Background: MicroRNAs (miRNA) dysregulation has been considered to be significantly related to the occurrence and development of cancers. Several studies had proved that DNA methylation is an important cause of the abnormal expression of miRNAs. The purpose of this study was to investigate the methylation status of miR-148a and its effects on the metastasis and prognosis of skin cancer, as well as the interaction with TGIF2 gene. Material/Methods: According to the qRT-PCR analysis, the expression of miR-148a was down-regulated in tumor tissues compared with the adjacent tissues and healthy controls (P<0.05). In vitro cell metastasis assay revealed that miR-148a could inhibit cell metastasis and its down-regulation promoted metastasis. Luciferase reporter assay found that TGIF2 gene was a target gene and its expression was suppressed by miR-148a in skin cancer. Results: Methylation-specific PCR demonstrated that DNA methylation rate of miR-148a was higher in tumor tissues than in adjacent tissues and healthy tissues (P< 0.05). miR-148a expression was proved to be epigenetically regulated after the demethylation of it by 5-aza-20-deoxycytidine treatment and qRT-PCR analysis. miR-148a methylation was significantly influenced by many clinicopathologic characteristics such as age (P= 0.000), pathological differentiation (P= 0.000), and lymph node metastasis (P= 0.000). Besides, Kaplan-Meier analysis showed patients with miR-148a methylation lived shorter than those without that (P< 0.001).

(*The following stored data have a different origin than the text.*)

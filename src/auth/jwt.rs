use axum::extract::FromRef;
use jsonwebtoken::{
    decode, encode, errors::ErrorKind, Algorithm, DecodingKey, EncodingKey, Header, Validation,
};
use time::{Duration, OffsetDateTime};
use tracing::debug;
use uuid::Uuid;

use super::claims::{AuthSession, Claims};
use crate::{config::JwtConfig, error::AppError, state::AppState};

/// Signing and verification keys derived once from [`JwtConfig`].
#[derive(Clone)]
pub struct JwtKeys {
    encoding: EncodingKey,
    decoding: DecodingKey,
    issuer: String,
    audience: String,
    ttl: Duration,
}

impl FromRef<AppState> for JwtKeys {
    fn from_ref(state: &AppState) -> Self {
        state.keys.clone()
    }
}

impl JwtKeys {
    pub fn new(cfg: &JwtConfig) -> Self {
        Self {
            encoding: EncodingKey::from_secret(cfg.secret.as_bytes()),
            decoding: DecodingKey::from_secret(cfg.secret.as_bytes()),
            issuer: cfg.issuer.clone(),
            audience: cfg.audience.clone(),
            ttl: Duration::seconds(cfg.ttl_seconds),
        }
    }

    /// Mints an access token for `user_id` valid for the configured lifetime.
    pub fn issue(&self, user_id: Uuid) -> anyhow::Result<String> {
        self.issue_at(user_id, OffsetDateTime::now_utc())
    }

    pub(crate) fn issue_at(&self, user_id: Uuid, now: OffsetDateTime) -> anyhow::Result<String> {
        let exp = now + self.ttl;
        let claims = Claims {
            sub: user_id.to_string(),
            iat: now.unix_timestamp() as usize,
            exp: exp.unix_timestamp() as usize,
            iss: self.issuer.clone(),
            aud: self.audience.clone(),
        };
        let token = encode(&Header::new(Algorithm::HS256), &claims, &self.encoding)?;
        debug!(user_id = %user_id, "jwt signed");
        Ok(token)
    }

    /// Verifies a raw `Authorization` value, with or without the `Bearer ` scheme.
    ///
    /// An expired token is always reported as [`AppError::ExpiredToken`]; any
    /// other defect is [`AppError::Unauthorized`].
    pub fn verify(&self, raw: &str) -> Result<AuthSession, AppError> {
        let raw = raw.trim();
        let token = raw
            .strip_prefix("Bearer ")
            .or_else(|| raw.strip_prefix("bearer "))
            .unwrap_or(raw)
            .trim();
        if token.is_empty() {
            return Err(AppError::Unauthorized);
        }

        let mut validation = Validation::new(Algorithm::HS256);
        validation.leeway = 0;
        validation.set_audience(std::slice::from_ref(&self.audience));
        validation.set_issuer(std::slice::from_ref(&self.issuer));
        validation.set_required_spec_claims(&["exp", "sub", "iss", "aud"]);

        let data = decode::<Claims>(token, &self.decoding, &validation).map_err(|e| {
            match e.kind() {
                ErrorKind::ExpiredSignature => {
                    debug!("jwt expired");
                    AppError::ExpiredToken
                }
                _ => {
                    debug!(error = %e, "jwt rejected");
                    AppError::Unauthorized
                }
            }
        })?;

        let claims = data.claims;
        let user_id = Uuid::parse_str(&claims.sub).map_err(|_| AppError::Unauthorized)?;
        let issued_at = unix_to_datetime(claims.iat)?;
        let expires_at = unix_to_datetime(claims.exp)?;
        debug!(user_id = %user_id, "jwt verified");

        Ok(AuthSession {
            user_id,
            issued_at,
            expires_at,
        })
    }
}

fn unix_to_datetime(ts: usize) -> Result<OffsetDateTime, AppError> {
    OffsetDateTime::from_unix_timestamp(ts as i64).map_err(|_| AppError::Unauthorized)
}

#[cfg(test)]
mod tests {
    use super::*;

    fn make_keys(secret: &str, issuer: &str, audience: &str) -> JwtKeys {
        JwtKeys::new(&JwtConfig {
            secret: secret.into(),
            issuer: issuer.into(),
            audience: audience.into(),
            ttl_seconds: 60,
        })
    }

    const SECRET: &str = "0123456789abcdef0123456789abcdef";

    #[test]
    fn issue_and_verify_roundtrip() {
        let keys = make_keys(SECRET, "iss", "aud");
        let user_id = Uuid::new_v4();
        let token = keys.issue(user_id).expect("sign");
        let session = keys.verify(&token).expect("verify");
        assert_eq!(session.user_id, user_id);
        assert_eq!(
            session.expires_at - session.issued_at,
            Duration::seconds(60)
        );
    }

    #[test]
    fn bearer_prefix_is_optional() {
        let keys = make_keys(SECRET, "iss", "aud");
        let user_id = Uuid::new_v4();
        let token = keys.issue(user_id).expect("sign");
        let session = keys.verify(&format!("Bearer {token}")).expect("verify");
        assert_eq!(session.user_id, user_id);
    }

    #[test]
    fn expired_token_is_reported_as_expired() {
        let keys = make_keys(SECRET, "iss", "aud");
        let issued = OffsetDateTime::now_utc() - Duration::seconds(120);
        let token = keys.issue_at(Uuid::new_v4(), issued).expect("sign");
        assert!(matches!(keys.verify(&token), Err(AppError::ExpiredToken)));
    }

    #[test]
    fn blank_header_is_unauthorized() {
        let keys = make_keys(SECRET, "iss", "aud");
        assert!(matches!(keys.verify(""), Err(AppError::Unauthorized)));
        assert!(matches!(keys.verify("Bearer   "), Err(AppError::Unauthorized)));
    }

    #[test]
    fn tampered_token_is_unauthorized() {
        let keys = make_keys(SECRET, "iss", "aud");
        let token = keys.issue(Uuid::new_v4()).expect("sign");
        assert!(matches!(
            keys.verify(&format!("{token}-o")),
            Err(AppError::Unauthorized)
        ));
    }

    #[test]
    fn other_secret_is_unauthorized() {
        let keys = make_keys(SECRET, "iss", "aud");
        let other = make_keys("fedcba9876543210fedcba9876543210", "iss", "aud");
        let token = other.issue(Uuid::new_v4()).expect("sign");
        assert!(matches!(keys.verify(&token), Err(AppError::Unauthorized)));
    }

    #[test]
    fn wrong_issuer_or_audience_is_unauthorized() {
        let good = make_keys(SECRET, "good-iss", "good-aud");
        let bad = make_keys(SECRET, "bad-iss", "bad-aud");
        let token = good.issue(Uuid::new_v4()).expect("sign");
        assert!(matches!(bad.verify(&token), Err(AppError::Unauthorized)));
    }
}
use argon2::{
    password_hash::{self, PasswordHash, PasswordHasher, PasswordVerifier, SaltString},
    Algorithm, Argon2, Params, Version,
};
use rand::rngs::OsRng;
use tracing::error;

// Argon2id v1.3 with the crate's recommended cost; stored hashes carry their
// own parameters, so raising these later still verifies old rows.
fn hasher() -> Argon2<'static> {
    Argon2::new(Algorithm::Argon2id, Version::V0x13, Params::default())
}

fn argon2_failure(op: &'static str, e: password_hash::Error) -> anyhow::Error {
    error!(error = %e, op, "argon2 failure");
    anyhow::anyhow!("argon2 {op}: {e}")
}

/// PHC string for `plain` with a fresh random salt.
pub fn hash_password(plain: &str) -> anyhow::Result<String> {
    let salt = SaltString::generate(&mut OsRng);
    hasher()
        .hash_password(plain.as_bytes(), &salt)
        .map(|hash| hash.to_string())
        .map_err(|e| argon2_failure("hash", e))
}

/// `Ok(false)` on a mismatch. A stored hash that cannot be parsed or
/// checked is an internal error, not a failed login.
pub fn verify_password(plain: &str, stored: &str) -> anyhow::Result<bool> {
    let parsed = PasswordHash::new(stored).map_err(|e| argon2_failure("parse", e))?;
    match hasher().verify_password(plain.as_bytes(), &parsed) {
        Ok(()) => Ok(true),
        Err(password_hash::Error::Password) => Ok(false),
        Err(e) => Err(argon2_failure("verify", e)),
    }
}

#[cfg(test)]
mod tests {
    use super::*;

    #[test]
    fn short_password_round_trips() {
        let stored = hash_password("1234").unwrap();
        assert!(stored.starts_with("$argon2id$v=19$"));
        assert!(verify_password("1234", &stored).unwrap());
        assert!(!verify_password("4321", &stored).unwrap());
    }

    #[test]
    fn salts_differ_per_hash() {
        assert_ne!(hash_password("1234").unwrap(), hash_password("1234").unwrap());
    }

    #[test]
    fn hash_from_other_params_still_verifies() {
        let salt = SaltString::generate(&mut OsRng);
        let weak = Argon2::new(
            Algorithm::Argon2id,
            Version::V0x13,
            Params::new(8 * 1024, 1, 1, None).unwrap(),
        );
        let stored = weak.hash_password(b"1234", &salt).unwrap().to_string();
        assert!(verify_password("1234", &stored).unwrap());
    }

    #[test]
    fn garbage_hash_is_an_error() {
        assert!(verify_password("1234", "not-a-phc-string").is_err());
    }
}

Cox regression analysis manifested that miR-148a methylation (HR= 0.053, 95CI%= 0.005-0.548, P= 0.014) could be serve as an independent prognostic marker for skin cancer. Conclusions: Taken together, the expression of miR-148a was regulated by DNA methylation and targeted by TGIF2. Its methylation may be a potential prognostic indicator in skin cancer.